Technologists may pretend to be led by a utilitarian, computational logic devoid of superstition, but make no mistake: There is a prophetic belief system embedded in the technologies and business plans coming out of Google, Uber, Facebook, and Amazon, among others.

It is a techno-utopian and deeply anti-human sensibility, born out of a little-known confluence of American and Soviet New Age philosophers, scientists, and spiritualists who met up in the 1980s hoping to prevent nuclear war — but who ended up hatching a worldview that’s arguably as dangerous to the human future as any atom bomb.

I tell the story in my new book, Team Human, because it’s one I have yet to see documented anywhere else. I pieced it together through interviews with some of the people involved in the Esalen “track two diplomacy” program. The idea was to forge new lines of communication between the Cold War powers by bringing some of the USSR’s leading scientists and spiritualists to the Esalen Institute to mix with their counterparts in the United States. Maybe we all have common goals?

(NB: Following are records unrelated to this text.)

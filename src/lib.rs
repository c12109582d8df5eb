//! Stockroom - an inventory console with category statistics
//!
//! This crate keeps a product catalog grouped into categories. Every change to a
//! product refreshes its category's price statistics, total stock, protection stock
//! and stock status (low, normal or excess), and the console exposes the catalog
//! through interactive menus and reports.

// Deny the most critical lints that could lead to bugs or security issues
#![deny(
    // Security and correctness
    unsafe_code,
    unsafe_op_in_unsafe_fn,

    // Code quality - things that are almost always bugs
    unreachable_code,
    unreachable_patterns,
    unused_must_use,

    // Documentation - broken links are bugs
    rustdoc::broken_intra_doc_links,
    rustdoc::private_intra_doc_links,
)]
// Warn on things that should be fixed but aren't necessarily bugs
#![warn(
    // Documentation - missing docs should be added gradually
    missing_docs,

    // Clippy categories for overall code quality
    clippy::all,
    clippy::pedantic,
    clippy::nursery,

    // Performance
    clippy::inefficient_to_string,
    clippy::large_types_passed_by_value,
    clippy::needless_pass_by_value,
    clippy::unnecessary_wraps,

    // Correctness
    clippy::clone_on_ref_ptr,
    clippy::dbg_macro,
    clippy::exit,
    clippy::expect_used,
    clippy::float_cmp,
    clippy::panic,
    clippy::todo,
    clippy::unimplemented,
    clippy::unwrap_used,

    // Complexity and readability
    clippy::cognitive_complexity,
    clippy::large_enum_variant,
    clippy::match_same_arms,
    clippy::too_many_lines,

    // Style consistency
    clippy::enum_glob_use,
    clippy::inconsistent_struct_constructor,
    clippy::missing_errors_doc,
    clippy::missing_panics_doc,
    clippy::must_use_candidate,
    clippy::redundant_closure_for_method_calls,
    clippy::semicolon_if_nothing_returned,
    clippy::wildcard_imports,

    // Future compatibility
    future_incompatible,
    rust_2018_idioms,
)]
// Allow some pedantic lints that are too noisy or not applicable
#![allow(
    clippy::module_name_repetitions,  // Common pattern in Rust
    clippy::missing_errors_doc,        // Will add gradually
    clippy::missing_panics_doc,        // Will add gradually
)]

// Note: `missing_docs` is set to `warn` instead of `deny` because the
// SeaORM derive macros generate undocumented items.

/// Configuration management for database and application settings
pub mod config;
/// Interactive console - menus, prompts and table rendering
pub mod console;
/// Core business logic - category statistics, stock status, products and reports
pub mod core;
/// SeaORM entity definitions for database tables
pub mod entities;
/// Unified error types and result handling
pub mod errors;

#[cfg(test)]
pub mod test_utils;
use super::{Console, display};
use crate::{
    core::{
        category,
        product::{self, NewProduct, ProductChanges},
    },
    errors::Result,
};
use std::io::{BufRead, Write};

impl<R: BufRead, W: Write> Console<R, W> {
    pub(super) async fn register_product(&mut self) -> Result<()> {
        self.prompt.title("Register new product")?;

        let name = self.prompt.ask_string("Name")?;
        let description = self.prompt.ask_optional("Description (optional)")?;

        self.list_available_categories().await?;
        let Some(category_name) = self.choose_or_create_category().await? else {
            self.prompt.error("Product registration cancelled.")?;
            return Ok(());
        };

        let quantity = self.prompt.ask_int("Initial quantity")?;
        let price = self.prompt.ask_float("Unit price")?;

        product::create_product(
            &self.db,
            NewProduct {
                name,
                description,
                quantity,
                price,
                category: category_name,
            },
        )
        .await?;
        self.prompt.success("Product registered.")
    }

    /// Asks for a category, offering to create it when it does not exist.
    /// Returns `None` when the user types `exit`.
    async fn choose_or_create_category(&mut self) -> Result<Option<String>> {
        loop {
            let answer = self
                .prompt
                .read_line("Category (or type 'exit' to cancel)")?;
            if answer.eq_ignore_ascii_case("exit") {
                return Ok(None);
            }
            if answer.is_empty() {
                self.prompt.error("A category is required.")?;
                continue;
            }

            let name = category::canonical_name(&answer);
            if category::get_category(&self.db, &name).await?.is_some() {
                return Ok(Some(name));
            }

            self.prompt
                .error(format!("Category '{name}' does not exist."))?;
            if !self.prompt.confirm("Create this category now?")? {
                self.prompt
                    .line("Pick an existing category or type 'exit'.")?;
                self.list_available_categories().await?;
                continue;
            }

            let weekly_demand = self
                .prompt
                .ask_int("Estimated weekly demand for this category")?;
            match category::create_category(&self.db, &name, weekly_demand).await {
                Ok(created) => {
                    self.prompt
                        .success(format!("Category '{}' created.", created.name))?;
                    self.prompt.line(format!(
                        "Protection stock: {} units",
                        created.protection_stock
                    ))?;
                    return Ok(Some(created.name));
                }
                Err(e) => {
                    self.prompt
                        .error(format!("Could not create the category: {e}"))?;
                }
            }
        }
    }

    pub(super) async fn list_products(&mut self) -> Result<()> {
        self.prompt.title("Product list")?;
        let products = product::get_all_products(&self.db).await?;
        display::write_product_table(self.prompt.output(), &products)?;
        Ok(())
    }

    pub(super) async fn update_product(&mut self) -> Result<()> {
        self.prompt.title("Update product")?;
        self.list_products().await?;

        let product_id = self.prompt.ask_int("ID of the product to modify")?;
        let Some(current) = product::get_product_by_id(&self.db, product_id).await? else {
            self.prompt.error("Product not found.")?;
            return Ok(());
        };

        self.prompt.line(format!("\nEditing: {}", current.name))?;
        self.prompt.line("Leave a field blank to keep its value.")?;

        let name = self
            .prompt
            .ask_optional(&format!("Name [{}]", current.name))?;
        let description = self.prompt.ask_optional(&format!(
            "Description [{}]",
            current.description.as_deref().unwrap_or("")
        ))?;

        let current_category = current.category.as_deref().unwrap_or("-");
        self.prompt
            .line(format!("\nCurrent category: {current_category}"))?;
        let category = if self.prompt.confirm("Change the category?")? {
            self.list_available_categories().await?;
            Some(self.ask_existing_category("New category").await?)
        } else {
            None
        };

        let quantity = self
            .prompt
            .ask_int_or_keep(&format!("Quantity [{}]", current.quantity))?;
        let price = self
            .prompt
            .ask_float_or_keep(&format!("Price [{:.2}]", current.price))?;

        product::update_product(
            &self.db,
            product_id,
            ProductChanges {
                name,
                description,
                quantity,
                price,
                category,
            },
        )
        .await?;
        self.prompt.success("Product updated.")
    }

    pub(super) async fn delete_product(&mut self) -> Result<()> {
        self.prompt.title("Delete product")?;
        self.list_products().await?;

        let product_id = self.prompt.ask_int("ID of the product to delete")?;
        let Some(current) = product::get_product_by_id(&self.db, product_id).await? else {
            self.prompt.error("Product not found.")?;
            return Ok(());
        };

        if self
            .prompt
            .confirm(&format!("Really delete '{}'?", current.name))?
        {
            product::delete_product(&self.db, product_id).await?;
            self.prompt.success("Product deleted.")?;
        }
        Ok(())
    }

    pub(super) async fn search_products(&mut self) -> Result<()> {
        self.prompt.title("Product search")?;
        self.prompt.line("1. Search by ID")?;
        self.prompt.line("2. Search by name or category")?;

        match self.prompt.read_line("Option")?.as_str() {
            "1" => {
                let product_id = self.prompt.ask_int("ID")?;
                match product::get_product_by_id(&self.db, product_id).await? {
                    Some(found) => {
                        display::write_product_table(self.prompt.output(), &[found])?;
                    }
                    None => self.prompt.error("Not found.")?,
                }
            }
            "2" => {
                let term = self.prompt.ask_string("Search term")?;
                let found = product::search_products(&self.db, &term).await?;
                display::write_product_table(self.prompt.output(), &found)?;
            }
            _ => self.prompt.error("Invalid option.")?,
        }
        Ok(())
    }
}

They set up a series of events at Esalen’s Big Sur campus, where everyone could hear about each other’s work and dreams at meetings during the day and hot tub sessions into the night. That’s how some of the folks from Stanford Research Institute and Silicon Valley, who would one day be responsible for funding and building our biggest technology firms, met up with Russia’s “cosmists.” They were espousing a form of science fiction gnosticism that grew out of the Russian Orthodox tradition’s emphasis on immortality. The cosmists were a big hit, and their promise of life extension technologies quickly overtook geopolitics as the primary goal of the conferences.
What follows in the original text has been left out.